Key Points:

  • Eligible companies registered in five Chinese cities are allowed to use RMB to settle cross-border trades
  • Two options are available for settlement in RMB
  • RMB financing services are available for overseas participating banks and traders

Because of big swings in the US dollar, the euro and other major settlement currencies, China-based exporters and importers and neighboring countries face relatively huge risks of exchange rate fluctuations. In order to reduce the risk and reliance on foreign currency for international trade, the State Council announced the pilot RMB Trade Settlement Scheme in April 2009. Following the announcement, the authorities promulgated the Pilot Cross-Border Trade RMB Settlement Administrative Measures on July 1, 2009. The implementing rules were also released on July 4, 2009 (collectively, the “RMB Settlement Rules”). The People's Bank of China (“PBC”), the Hong Kong Monetary Authority and the Macau Monetary Authority have been working closely on the implementation of the pilot scheme, including the related arrangements for the cross-border settlement and clearing of RMB funds and amendments to the existing legal documents such as the clearing agreement for RMB business.

This pilot scheme currently allows eligible companies registered in five Chinese cities – Shanghai, Guangzhou, Shenzhen, Zhuhai and Dongguan – to use RMB to settle cross-border trades with companies doing business in Hong Kong, Macao and Association of Southeast Asian Nations (ASEAN) member countries. Pursuant to the RMB Settlement Rules, enterprises eligible for RMB settlement shall be recommended by the local government at the provincial level. Based on the recommendation, agencies including the PBC, Ministry of Commerce, General Administration of Customs, State Administration of Taxation and China Banking Regulatory Commission will examine the candidates and finalize the list of eligible enterprises.

Companies participating in this pilot program may continue to settle their trades in other foreign currencies, as settlements in RMB are voluntary. Under Article Five of the RMB Settlement Rules, the PBC will closely monitor the aggregate amount of RMB settlements to ensure that they will not undermine China’s macro economic policy objectives.
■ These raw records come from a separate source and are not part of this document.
//! Attachment transfer
//!
//! Attachments hang off comment items in the document store. Uploads use
//! the protocol chosen by the transport profile and are best-effort per
//! file: a failed file is logged and reported, the rest still go out.

use serde::Deserialize;
use std::path::{Path, PathBuf};
use std::sync::Arc;
use tracing::{debug, info, warn};

use crate::auth::TokenBroker;
use crate::config::StoreConfig;
use crate::store::encode_component;
use crate::transport::{TransportProfile, UploadProtocol};
use crate::types::error::{NotesError, Result};
use crate::types::{AccessToken, AttachmentLocator, AttachmentRef, Audience, OutgoingFile};

const ODATA_JSON: &str = "application/json;odata=nometadata";

/// Outcome of uploading a batch of files
#[derive(Debug, Default)]
pub struct UploadReport {
    pub uploaded: Vec<String>,
    pub failed: Vec<NotesError>,
}

impl UploadReport {
    pub fn is_complete(&self) -> bool {
        self.failed.is_empty()
    }
}

/// A downloadable attachment
#[derive(Debug, Clone, PartialEq, Eq)]
pub enum Download {
    /// Directly linkable URL
    Link(String),
    /// Bytes fetched with authorization
    Blob { file_name: String, bytes: Vec<u8> },
}

impl Download {
    /// Write a fetched blob into a directory
    pub async fn save_into(&self, dir: &Path) -> Result<PathBuf> {
        match self {
            Download::Blob { file_name, bytes } => {
                let safe_name = Path::new(file_name)
                    .file_name()
                    .ok_or_else(|| NotesError::InvalidInput(format!("Bad file name: {}", file_name)))?;
                let path = dir.join(safe_name);
                tokio::fs::write(&path, bytes).await?;
                info!("Saved attachment to {:?}", path);
                Ok(path)
            }
            Download::Link(url) => Err(NotesError::InvalidInput(format!(
                "Attachment is a direct link, open {} instead",
                url
            ))),
        }
    }
}

#[derive(Debug, Deserialize)]
struct AttachmentList {
    #[serde(default)]
    value: Vec<AttachmentEntry>,
}

#[derive(Debug, Deserialize)]
#[serde(rename_all = "PascalCase")]
struct AttachmentEntry {
    file_name: String,
    server_relative_url: String,
}

/// Uploads and downloads comment attachments
pub struct AttachmentTransfer {
    client: reqwest::Client,
    broker: Arc<TokenBroker>,
    profile: TransportProfile,
    site_url: String,
    items_url: String,
}

impl AttachmentTransfer {
    pub fn new(config: &StoreConfig, broker: Arc<TokenBroker>, profile: TransportProfile) -> Self {
        let site_url = config.site_url.trim_end_matches('/').to_string();
        let items_url = format!("{}/_api/web/lists(guid'{}')/items", site_url, config.list_id);
        Self {
            client: reqwest::Client::new(),
            broker,
            profile,
            site_url,
            items_url,
        }
    }

    /// Upload files against a persisted comment
    ///
    /// Never fails as a whole; per-file errors land in the report.
    pub async fn upload(&self, record_id: &str, files: &[OutgoingFile]) -> UploadReport {
        let mut report = UploadReport::default();
        if files.is_empty() {
            return report;
        }

        let token = match self.document_token().await {
            Ok(token) => token,
            Err(e) => {
                warn!("No document-store token, skipping {} attachments: {}", files.len(), e);
                report.failed = files
                    .iter()
                    .map(|f| NotesError::AttachmentTransfer {
                        file_name: f.file_name.clone(),
                        message: e.to_string(),
                    })
                    .collect();
                return report;
            }
        };

        for file in files {
            match self.upload_one(&token, record_id, file).await {
                Ok(()) => {
                    debug!("Uploaded {} to comment {}", file.file_name, record_id);
                    report.uploaded.push(file.file_name.clone());
                }
                Err(message) => {
                    warn!(
                        "Upload of {} to comment {} failed: {}",
                        file.file_name, record_id, message
                    );
                    report.failed.push(NotesError::AttachmentTransfer {
                        file_name: file.file_name.clone(),
                        message,
                    });
                }
            }
        }

        info!(
            "Uploaded {}/{} attachments to comment {}",
            report.uploaded.len(),
            files.len(),
            record_id
        );
        report
    }

    async fn upload_one(
        &self,
        token: &AccessToken,
        record_id: &str,
        file: &OutgoingFile,
    ) -> std::result::Result<(), String> {
        let name = encode_component(&file.file_name.replace('\'', "''"));
        let request = match self.profile.upload {
            UploadProtocol::AddEndpoint => self.client.post(format!(
                "{}({})/AttachmentFiles/add(FileName='{}')",
                self.items_url, record_id, name
            )),
            UploadProtocol::ContentPut => self.client.put(format!(
                "{}({})/AttachmentFiles('{}')/$value",
                self.items_url, record_id, name
            )),
        };

        let response = request
            .header(reqwest::header::AUTHORIZATION, token.bearer())
            .header(reqwest::header::ACCEPT, ODATA_JSON)
            .header(reqwest::header::CONTENT_TYPE, "application/octet-stream")
            .body(file.bytes.clone())
            .send()
            .await
            .map_err(|e| e.to_string())?;

        let status = response.status();
        if status.is_success() {
            Ok(())
        } else {
            let error_text = response.text().await.unwrap_or_default();
            Err(format!("{}: {}", status, error_text))
        }
    }

    /// Attachments of one comment
    pub async fn list(&self, record_id: &str) -> Result<Vec<AttachmentRef>> {
        let token = self.document_token().await?;
        self.list_with(&token, record_id).await
    }

    /// Token for one batch of attachment calls
    pub async fn document_token(&self) -> Result<AccessToken> {
        self.broker.acquire(Audience::DocumentStore).await
    }

    /// Attachments of one comment, reusing a token taken for the batch
    pub async fn list_with(&self, token: &AccessToken, record_id: &str) -> Result<Vec<AttachmentRef>> {
        let response = self
            .client
            .get(format!("{}({})/AttachmentFiles", self.items_url, record_id))
            .header(reqwest::header::AUTHORIZATION, token.bearer())
            .header(reqwest::header::ACCEPT, ODATA_JSON)
            .send()
            .await
            .map_err(|e| NotesError::StoreRead(e.to_string()))?;

        let status = response.status();
        if !status.is_success() {
            let error_text = response.text().await.unwrap_or_default();
            return Err(NotesError::StoreRead(format!("{}: {}", status, error_text)));
        }

        let list: AttachmentList = response
            .json()
            .await
            .map_err(|e| NotesError::StoreRead(format!("Unreadable attachment list: {}", e)))?;

        Ok(list
            .value
            .into_iter()
            .map(|entry| AttachmentRef {
                file_name: entry.file_name,
                locator: AttachmentLocator::from_raw(&entry.server_relative_url),
            })
            .collect())
    }

    /// Resolve an attachment to a link or fetched bytes
    pub async fn download(&self, record_id: &str, attachment: &AttachmentRef) -> Result<Download> {
        match &attachment.locator {
            AttachmentLocator::RelativePath(path) => {
                Ok(Download::Link(format!("{}{}", self.origin()?, path)))
            }
            AttachmentLocator::Opaque(id) => {
                debug!("Fetching attachment {} of comment {}", id, record_id);
                let token = self.broker.acquire(Audience::DocumentStore).await?;

                let response = self
                    .client
                    .get(format!(
                        "{}/_api/web/GetFileById('{}')/$value",
                        self.site_url,
                        encode_component(id)
                    ))
                    .header(reqwest::header::AUTHORIZATION, token.bearer())
                    .send()
                    .await
                    .map_err(|e| attachment_error(attachment, e.to_string()))?;

                let status = response.status();
                if !status.is_success() {
                    return Err(attachment_error(attachment, status.to_string()));
                }

                let bytes = response
                    .bytes()
                    .await
                    .map_err(|e| attachment_error(attachment, e.to_string()))?;

                Ok(Download::Blob {
                    file_name: attachment.file_name.clone(),
                    bytes: bytes.to_vec(),
                })
            }
        }
    }

    /// Scheme and host of the document-store site
    fn origin(&self) -> Result<String> {
        let url = url::Url::parse(&self.site_url)
            .map_err(|e| NotesError::Config(format!("Invalid site_url: {}", e)))?;
        Ok(url.origin().ascii_serialization())
    }
}

fn attachment_error(attachment: &AttachmentRef, message: String) -> NotesError {
    NotesError::AttachmentTransfer {
        file_name: attachment.file_name.clone(),
        message,
    }
}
Under Article Six of the RMB Settlement Rules, companies that wish to settle their cross-border trades in RMB can choose between two options:

  1. Settle the trades through commercial banks in Hong Kong or Macau that are approved by (i) the People’s Bank of China and (ii) the Hong Kong Monetary Authority or the Macau Monetary Authority, whichever is applicable. These commercial banks must also be members of the People’s Bank of China Large Value Payment System.
  2. Settle the trade through a China-based bank operating in one of the designated cities under this pilot program. The China-based bank will serve as the agent bank for the overseas participating bank used by the non-China-based trading partner. To facilitate RMB settlements, the China-based agent bank will maintain an inter-bank fund transfer account denominated in RMB for the overseas participating bank. Under this arrangement, the China-based agent bank will also be responsible for disclosing the agency agreement and reporting any RMB account information to the People’s Bank of China.

A China-based agent bank may purchase and sell RMBs per requests of an overseas participating bank within the amount limit set by the PBC. Furthermore, a China-based agent bank may provide financing for the inter-bank RMB fund transfer account opened by an overseas participating bank in order to meet the latter’s temporary liquidity demand. However, the China-based bank’s total account balance used for financing with its overseas participating banks may not exceed 1 percent of the total RMB deposit balance at the end of the previous year, and the financing term may not surpass one month. In addition, a domestic settlement bank may provide RMB trade financing services for the overseas enterprise, subject to the amount of the trade contract.

After the settlement, if the China-based enterprise does not obtain the related RMB proceeds within 210 days after exporting the related goods, it must report the outstanding amount and other related information to the PBC’s system within five working days via its China-based settlement bank. Nevertheless, the RMB Settlement Rules allow a China-based company to deposit its RMB export proceeds in an overseas bank, provided that it reports to the local PBC.

The Bank of China has launched RMB clearing services for trade settlement and carried out the first cross-border trade settlement denominated in RMB since the promulgation of the new measures regulating the pilot program for these transactions. The Shanghai branch of the Bank of China received its first cross-border RMB trade settlement deal from the Bank of China (Hong Kong) on July 6, 2009.

The RMB Settlement Scheme is a small but important step in “internationalizing” the RMB. With more China-based and overseas enterprises starting to use the RMB as settlement currency in international trade, more RMB will circulate overseas, which we believe will certainly promote RMB free convertibility in the future.